Ali bin Abbas, Avrupa’nın ve Latinlerin tanıdığı ilk Müslüman tabiplerden olup onlara tababeti öğreten doktorlar arasında yer alır. Onun adı İbn-i Sina, Ebu Bekir er-Razi gibi Müslüman doktorlarla beraber anılır. Eserleri uzun yıllar tıp fakültelerinde okutulmuştur. Ali bin Abbas, her şeyden önce iyi bir cerrahtı. Zamanına göre en zor ameliyatları başarıyla gerçekleştirirdi. 979 yılında Büveyhî sultanı Adûdüddevle’nin kurduğu hastanede doktorluk yapmış ve meşhur eserini ona ithaf etmiştir. Uzun yıllar İslam aleminde cerrah adayı doktorlara ilk sorulan sorulardan biri, Ali bin Abbas’ın kitabındaki anatomi ve cerrahi konularıydı. Onun kitabını bilmeyen, doktor olamazdı. Bilhassa kırık çıkık tedavisi, safra ve idrar yolları taşları, bademcik ve katarakt ameliyatı, çıbanların yarılması, trepanasyon, bir uzvun kesilmesi, onun kitabından sorulan sorulardan bir kısmı idi
Ali bin Abbas, hava ve mevsimlerin, hastanın çektiği sıkıntıların, hasta üzerindeki etkilerini inceleyip izah ettiği gibi yapılan ve uygulanan ilaçların hastalar üzerindeki tesir derecesini de araştırmış ve açıklamıştır. Ona göre ilaçların tesir derecesi, vücudun tabiatına ve değişik hallerine, hastalık ve sıhhat durumlarına göre değişiklik arz eder. Hastalıkların mahiyetine, şiddetli ve zayıf olmalarına göre farklı olur. Yaşa ve mizaca göre değişebilir. Mevsimlere göre de farklılık gösterir. Hastanın yaşadığı iklim, hava ve şehir ile, alışkanlıklarına göre de farklı olabilir.
Ali bin Abbas’ın tıbbi görüş ve metotlarının bir ağırlık noktası da bu gün hıfzıssıhha denen sıhhati muhafazanın esaslarını incelemek ve tesbit etmek olmuştur. Bilindiği gibi, günümüzde de tıbbın en çok üzerinde durduğu koruyucu hekimlik, yani insanlar hasta olmaktan nasıl korunabilir meselesidir. Bu konuyu Ali bin Abbas sıhhatli kimseleri sıhhatini koruma, bakıma muhtaç ve zayıf bünyeli insanların sıhhatini koruma, bir de hastalanmaya yüz tutmuş veya hastalık tehlikesi ile yeni karşılaşmış kimselerin sıhhatini koruma usulleri olarak üç şekilde ele almıştır.
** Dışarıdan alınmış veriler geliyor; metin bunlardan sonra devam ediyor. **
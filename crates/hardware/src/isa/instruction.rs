//! Instruction representation and field extraction.
//!
//! Provides bit extraction for the MIPS32 instruction formats and the decoded
//! `Instruction` value produced by [`decode`](crate::isa::decode::decode). It provides:
//! 1. **Field Access:** The `InstructionBits` trait over raw `u32` words.
//! 2. **Operations:** The closed `Opcode` set with mnemonic, format and kind metadata.
//! 3. **Decoded Values:** `Instruction`, an immutable pairing of raw code and operation.

use serde::{Deserialize, Serialize};

/// Bit mask for 5-bit register and shift-amount fields.
pub const REG_MASK: u32 = 0x1F;
/// Bit mask for the 6-bit primary opcode and function fields.
pub const OP_MASK: u32 = 0x3F;
/// Bit mask for the 16-bit immediate field.
pub const IMM_MASK: u32 = 0xFFFF;
/// Bit mask for the 26-bit jump target field.
pub const TARGET_MASK: u32 = 0x03FF_FFFF;
/// Bit mask for the 3-bit coprocessor register select field.
pub const SEL_MASK: u32 = 0x7;

/// Bit position of the primary opcode.
pub const OPCODE_SHIFT: u32 = 26;
/// Bit position of `rs`.
pub const RS_SHIFT: u32 = 21;
/// Bit position of `rt`.
pub const RT_SHIFT: u32 = 16;
/// Bit position of `rd`.
pub const RD_SHIFT: u32 = 11;
/// Bit position of the shift amount.
pub const SHAMT_SHIFT: u32 = 6;

/// Trait for extracting instruction fields from encoded instructions.
pub trait InstructionBits {
    /// Primary opcode (bits 31-26).
    fn opcode(&self) -> u32;
    /// First source register (bits 25-21).
    fn rs(&self) -> u8;
    /// Second source / immediate destination register (bits 20-16).
    fn rt(&self) -> u8;
    /// R-type destination register (bits 15-11).
    fn rd(&self) -> u8;
    /// Shift amount (bits 10-6).
    fn shamt(&self) -> u8;
    /// Function code (bits 5-0).
    fn funct(&self) -> u32;
    /// Raw 16-bit immediate (bits 15-0).
    fn imm16(&self) -> u16;
    /// Raw 26-bit jump target (bits 25-0).
    fn target26(&self) -> u32;
    /// Code field of SYSCALL/BREAK (bits 25-6).
    fn code20(&self) -> u32;
    /// Coprocessor register select (bits 2-0).
    fn sel(&self) -> u8;
}

impl InstructionBits for u32 {
    #[inline(always)]
    fn opcode(&self) -> u32 {
        (self >> OPCODE_SHIFT) & OP_MASK
    }

    #[inline(always)]
    fn rs(&self) -> u8 {
        ((self >> RS_SHIFT) & REG_MASK) as u8
    }

    #[inline(always)]
    fn rt(&self) -> u8 {
        ((self >> RT_SHIFT) & REG_MASK) as u8
    }

    #[inline(always)]
    fn rd(&self) -> u8 {
        ((self >> RD_SHIFT) & REG_MASK) as u8
    }

    #[inline(always)]
    fn shamt(&self) -> u8 {
        ((self >> SHAMT_SHIFT) & REG_MASK) as u8
    }

    #[inline(always)]
    fn funct(&self) -> u32 {
        self & OP_MASK
    }

    #[inline(always)]
    fn imm16(&self) -> u16 {
        (self & IMM_MASK) as u16
    }

    #[inline(always)]
    fn target26(&self) -> u32 {
        self & TARGET_MASK
    }

    #[inline(always)]
    fn code20(&self) -> u32 {
        (self >> SHAMT_SHIFT) & 0xF_FFFF
    }

    #[inline(always)]
    fn sel(&self) -> u8 {
        (self & SEL_MASK) as u8
    }
}

/// Encoding format family.
#[derive(Clone, Copy, Debug, PartialEq, Eq)]
pub enum Format {
    /// Register-register (`rs`, `rt`, `rd`, `shamt`, `funct`).
    R,
    /// Register-immediate (`rs`, `rt`, 16-bit immediate).
    I,
    /// Jump (26-bit target).
    J,
}

/// Operation class used for statistics and control-signal derivation.
#[derive(Clone, Copy, Debug, PartialEq, Eq, Hash, Serialize, Deserialize)]
pub enum OperationKind {
    /// Register-register arithmetic, logic, HI/LO and multiply/divide.
    Arithmetic,
    /// Register-immediate arithmetic and logic.
    ArithmeticImmediate,
    /// Memory load.
    Load,
    /// Memory store.
    Store,
    /// Constant or variable shift.
    Shift,
    /// Unconditional jump.
    Jump,
    /// Conditional branch.
    Branch,
    /// SYSCALL / BREAK / ERET.
    System,
}

/// Operand layout shared by the disassembler, the encoder and the parser.
#[derive(Clone, Copy, Debug, PartialEq, Eq)]
pub enum Syntax {
    /// `op $rd, $rt, sa`
    ShiftImmediate,
    /// `op $rd, $rt, $rs`
    ShiftVariable,
    /// `op $rs`
    JumpRegister,
    /// `op $rd, $rs`
    JumpRegisterLink,
    /// `op $rd, $rs, $rt`
    ThreeRegister,
    /// `op $rs, $rt`
    SourcePair,
    /// `op $rd`
    MoveFrom,
    /// `op $rs`
    MoveTo,
    /// `op [code]`
    Code,
    /// `op $rs, target`
    BranchZero,
    /// `op $rs, $rt, target`
    BranchCompare,
    /// `op target`
    Jump,
    /// `op $rt, $rs, imm`
    Immediate,
    /// `op $rt, imm`
    UpperImmediate,
    /// `op $rt, offset($rs)`
    Memory,
    /// `op $rt, $rd[, sel]` with `rd` naming a coprocessor register
    Coprocessor,
    /// `op`
    Bare,
}

/// Every operation the decoder recognizes.
#[allow(missing_docs)]
#[derive(Clone, Copy, Debug, Default, PartialEq, Eq, Hash, Serialize, Deserialize)]
pub enum Opcode {
    #[default]
    Sll,
    Srl,
    Sra,
    Sllv,
    Srlv,
    Srav,
    Jr,
    Jalr,
    Movz,
    Movn,
    Syscall,
    Break,
    Mfhi,
    Mthi,
    Mflo,
    Mtlo,
    Mult,
    Multu,
    Div,
    Divu,
    Add,
    Addu,
    Sub,
    Subu,
    And,
    Or,
    Xor,
    Nor,
    Slt,
    Sltu,
    Tge,
    Tgeu,
    Tlt,
    Tltu,
    Teq,
    Tne,
    Bltz,
    Bgez,
    Bltzal,
    Bgezal,
    J,
    Jal,
    Beq,
    Bne,
    Blez,
    Bgtz,
    Addi,
    Addiu,
    Slti,
    Sltiu,
    Andi,
    Ori,
    Xori,
    Lui,
    Lb,
    Lh,
    Lwl,
    Lw,
    Lbu,
    Lhu,
    Lwr,
    Sb,
    Sh,
    Swl,
    Sw,
    Swr,
    Mfc0,
    Mtc0,
    Eret,
}

impl Opcode {
    /// Every opcode, in declaration order.
    pub const ALL: [Self; 69] = [
        Self::Sll,
        Self::Srl,
        Self::Sra,
        Self::Sllv,
        Self::Srlv,
        Self::Srav,
        Self::Jr,
        Self::Jalr,
        Self::Movz,
        Self::Movn,
        Self::Syscall,
        Self::Break,
        Self::Mfhi,
        Self::Mthi,
        Self::Mflo,
        Self::Mtlo,
        Self::Mult,
        Self::Multu,
        Self::Div,
        Self::Divu,
        Self::Add,
        Self::Addu,
        Self::Sub,
        Self::Subu,
        Self::And,
        Self::Or,
        Self::Xor,
        Self::Nor,
        Self::Slt,
        Self::Sltu,
        Self::Tge,
        Self::Tgeu,
        Self::Tlt,
        Self::Tltu,
        Self::Teq,
        Self::Tne,
        Self::Bltz,
        Self::Bgez,
        Self::Bltzal,
        Self::Bgezal,
        Self::J,
        Self::Jal,
        Self::Beq,
        Self::Bne,
        Self::Blez,
        Self::Bgtz,
        Self::Addi,
        Self::Addiu,
        Self::Slti,
        Self::Sltiu,
        Self::Andi,
        Self::Ori,
        Self::Xori,
        Self::Lui,
        Self::Lb,
        Self::Lh,
        Self::Lwl,
        Self::Lw,
        Self::Lbu,
        Self::Lhu,
        Self::Lwr,
        Self::Sb,
        Self::Sh,
        Self::Swl,
        Self::Sw,
        Self::Swr,
        Self::Mfc0,
        Self::Mtc0,
        Self::Eret,
    ];

    /// Assembler mnemonic.
    pub const fn mnemonic(self) -> &'static str {
        match self {
            Self::Sll => "sll",
            Self::Srl => "srl",
            Self::Sra => "sra",
            Self::Sllv => "sllv",
            Self::Srlv => "srlv",
            Self::Srav => "srav",
            Self::Jr => "jr",
            Self::Jalr => "jalr",
            Self::Movz => "movz",
            Self::Movn => "movn",
            Self::Syscall => "syscall",
            Self::Break => "break",
            Self::Mfhi => "mfhi",
            Self::Mthi => "mthi",
            Self::Mflo => "mflo",
            Self::Mtlo => "mtlo",
            Self::Mult => "mult",
            Self::Multu => "multu",
            Self::Div => "div",
            Self::Divu => "divu",
            Self::Add => "add",
            Self::Addu => "addu",
            Self::Sub => "sub",
            Self::Subu => "subu",
            Self::And => "and",
            Self::Or => "or",
            Self::Xor => "xor",
            Self::Nor => "nor",
            Self::Slt => "slt",
            Self::Sltu => "sltu",
            Self::Tge => "tge",
            Self::Tgeu => "tgeu",
            Self::Tlt => "tlt",
            Self::Tltu => "tltu",
            Self::Teq => "teq",
            Self::Tne => "tne",
            Self::Bltz => "bltz",
            Self::Bgez => "bgez",
            Self::Bltzal => "bltzal",
            Self::Bgezal => "bgezal",
            Self::J => "j",
            Self::Jal => "jal",
            Self::Beq => "beq",
            Self::Bne => "bne",
            Self::Blez => "blez",
            Self::Bgtz => "bgtz",
            Self::Addi => "addi",
            Self::Addiu => "addiu",
            Self::Slti => "slti",
            Self::Sltiu => "sltiu",
            Self::Andi => "andi",
            Self::Ori => "ori",
            Self::Xori => "xori",
            Self::Lui => "lui",
            Self::Lb => "lb",
            Self::Lh => "lh",
            Self::Lwl => "lwl",
            Self::Lw => "lw",
            Self::Lbu => "lbu",
            Self::Lhu => "lhu",
            Self::Lwr => "lwr",
            Self::Sb => "sb",
            Self::Sh => "sh",
            Self::Swl => "swl",
            Self::Sw => "sw",
            Self::Swr => "swr",
            Self::Mfc0 => "mfc0",
            Self::Mtc0 => "mtc0",
            Self::Eret => "eret",
        }
    }

    /// Looks up an opcode by mnemonic (case-insensitive).
    pub fn from_mnemonic(text: &str) -> Option<Self> {
        let lower = text.to_ascii_lowercase();
        Self::ALL.iter().copied().find(|op| op.mnemonic() == lower)
    }

    /// Encoding format family.
    pub const fn format(self) -> Format {
        match self {
            Self::J | Self::Jal => Format::J,
            Self::Bltz
            | Self::Bgez
            | Self::Bltzal
            | Self::Bgezal
            | Self::Beq
            | Self::Bne
            | Self::Blez
            | Self::Bgtz
            | Self::Addi
            | Self::Addiu
            | Self::Slti
            | Self::Sltiu
            | Self::Andi
            | Self::Ori
            | Self::Xori
            | Self::Lui
            | Self::Lb
            | Self::Lh
            | Self::Lwl
            | Self::Lw
            | Self::Lbu
            | Self::Lhu
            | Self::Lwr
            | Self::Sb
            | Self::Sh
            | Self::Swl
            | Self::Sw
            | Self::Swr => Format::I,
            _ => Format::R,
        }
    }

    /// Operation class.
    pub const fn kind(self) -> OperationKind {
        match self {
            Self::Sll | Self::Srl | Self::Sra | Self::Sllv | Self::Srlv | Self::Srav => {
                OperationKind::Shift
            }
            Self::Jr | Self::Jalr | Self::J | Self::Jal => OperationKind::Jump,
            Self::Syscall | Self::Break | Self::Eret => OperationKind::System,
            Self::Bltz
            | Self::Bgez
            | Self::Bltzal
            | Self::Bgezal
            | Self::Beq
            | Self::Bne
            | Self::Blez
            | Self::Bgtz => OperationKind::Branch,
            Self::Addi
            | Self::Addiu
            | Self::Slti
            | Self::Sltiu
            | Self::Andi
            | Self::Ori
            | Self::Xori
            | Self::Lui => OperationKind::ArithmeticImmediate,
            Self::Lb | Self::Lh | Self::Lwl | Self::Lw | Self::Lbu | Self::Lhu | Self::Lwr => {
                OperationKind::Load
            }
            Self::Sb | Self::Sh | Self::Swl | Self::Sw | Self::Swr => OperationKind::Store,
            _ => OperationKind::Arithmetic,
        }
    }

    /// Operand layout of the assembly form.
    pub const fn syntax(self) -> Syntax {
        match self {
            Self::Sll | Self::Srl | Self::Sra => Syntax::ShiftImmediate,
            Self::Sllv | Self::Srlv | Self::Srav => Syntax::ShiftVariable,
            Self::Jr => Syntax::JumpRegister,
            Self::Jalr => Syntax::JumpRegisterLink,
            Self::Syscall | Self::Break => Syntax::Code,
            Self::Mfhi | Self::Mflo => Syntax::MoveFrom,
            Self::Mthi | Self::Mtlo => Syntax::MoveTo,
            Self::Mult
            | Self::Multu
            | Self::Div
            | Self::Divu
            | Self::Tge
            | Self::Tgeu
            | Self::Tlt
            | Self::Tltu
            | Self::Teq
            | Self::Tne => Syntax::SourcePair,
            Self::Bltz | Self::Bgez | Self::Bltzal | Self::Bgezal | Self::Blez | Self::Bgtz => {
                Syntax::BranchZero
            }
            Self::Beq | Self::Bne => Syntax::BranchCompare,
            Self::J | Self::Jal => Syntax::Jump,
            Self::Addi
            | Self::Addiu
            | Self::Slti
            | Self::Sltiu
            | Self::Andi
            | Self::Ori
            | Self::Xori => Syntax::Immediate,
            Self::Lui => Syntax::UpperImmediate,
            Self::Lb
            | Self::Lh
            | Self::Lwl
            | Self::Lw
            | Self::Lbu
            | Self::Lhu
            | Self::Lwr
            | Self::Sb
            | Self::Sh
            | Self::Swl
            | Self::Sw
            | Self::Swr => Syntax::Memory,
            Self::Mfc0 | Self::Mtc0 => Syntax::Coprocessor,
            Self::Eret => Syntax::Bare,
            _ => Syntax::ThreeRegister,
        }
    }

    /// Returns `true` if the immediate is zero-extended rather than sign-extended.
    pub const fn zero_extends_immediate(self) -> bool {
        matches!(self, Self::Andi | Self::Ori | Self::Xori | Self::Lui)
    }
}

/// A decoded instruction.
///
/// Pairs the raw code with the operation it encodes; operand fields are read
/// from the code on demand.
#[derive(Clone, Copy, Debug, Default, PartialEq, Eq, Hash)]
pub struct Instruction {
    code: u32,
    opcode: Opcode,
}

impl Instruction {
    /// The canonical no-op (`sll $0, $0, 0`).
    pub const NOP: Self = Self {
        code: 0,
        opcode: Opcode::Sll,
    };

    pub(crate) const fn from_parts(code: u32, opcode: Opcode) -> Self {
        Self { code, opcode }
    }

    /// Raw 32-bit code.
    #[inline(always)]
    pub const fn code(&self) -> u32 {
        self.code
    }

    /// Decoded operation.
    #[inline(always)]
    pub const fn opcode(&self) -> Opcode {
        self.opcode
    }

    /// Operation class.
    pub const fn kind(&self) -> OperationKind {
        self.opcode.kind()
    }

    /// Returns `true` for the all-zero no-op word.
    pub const fn is_nop(&self) -> bool {
        self.code == 0
    }

    /// First source register.
    pub fn rs(&self) -> u8 {
        self.code.rs()
    }

    /// Second source register (or I-type destination).
    pub fn rt(&self) -> u8 {
        self.code.rt()
    }

    /// R-type destination register.
    pub fn rd(&self) -> u8 {
        self.code.rd()
    }

    /// Shift amount.
    pub fn shamt(&self) -> u8 {
        self.code.shamt()
    }

    /// Immediate, zero- or sign-extended to 32 bits according to the opcode.
    pub fn immediate(&self) -> u32 {
        let raw = self.code.imm16();
        if self.opcode.zero_extends_immediate() {
            u32::from(raw)
        } else {
            raw as i16 as i32 as u32
        }
    }

    /// 26-bit jump target field.
    pub fn target(&self) -> u32 {
        self.code.target26()
    }

    /// Coprocessor register select.
    pub fn sel(&self) -> u8 {
        self.code.sel()
    }
}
Ali bin Abbas, meşhur eserinin ikinci makalesini eczacılık konusuna hasretmiş ve elli beş kısımda hemen hemen bütün ilaçları, ilaç yapılabilecek hammaddeler ile bunların etki ve özelliklerini incelemiştir. Onuncu makalesinde de, terkip halindeki ilaçların nasıl yapılacağını, bunların özellikle, gıdalarla tedaviyi esas alarak, tabii ilaçların kullanılmasını tavsiye etmiştir. Tedavi bu yoldan hasıl olmadığı takdirde, ilaçların hazırlanıp tatbik edilmesini teklif ve tavsiye etmiştir. Yani ilaç kullanılması ikinci planda tatbik edilecektir. Esas olan, tabii gıdalarla hastalıkları tedavi etmektir. İlaçlar ancak zaruret halinde verilebilir, kullanılabilir.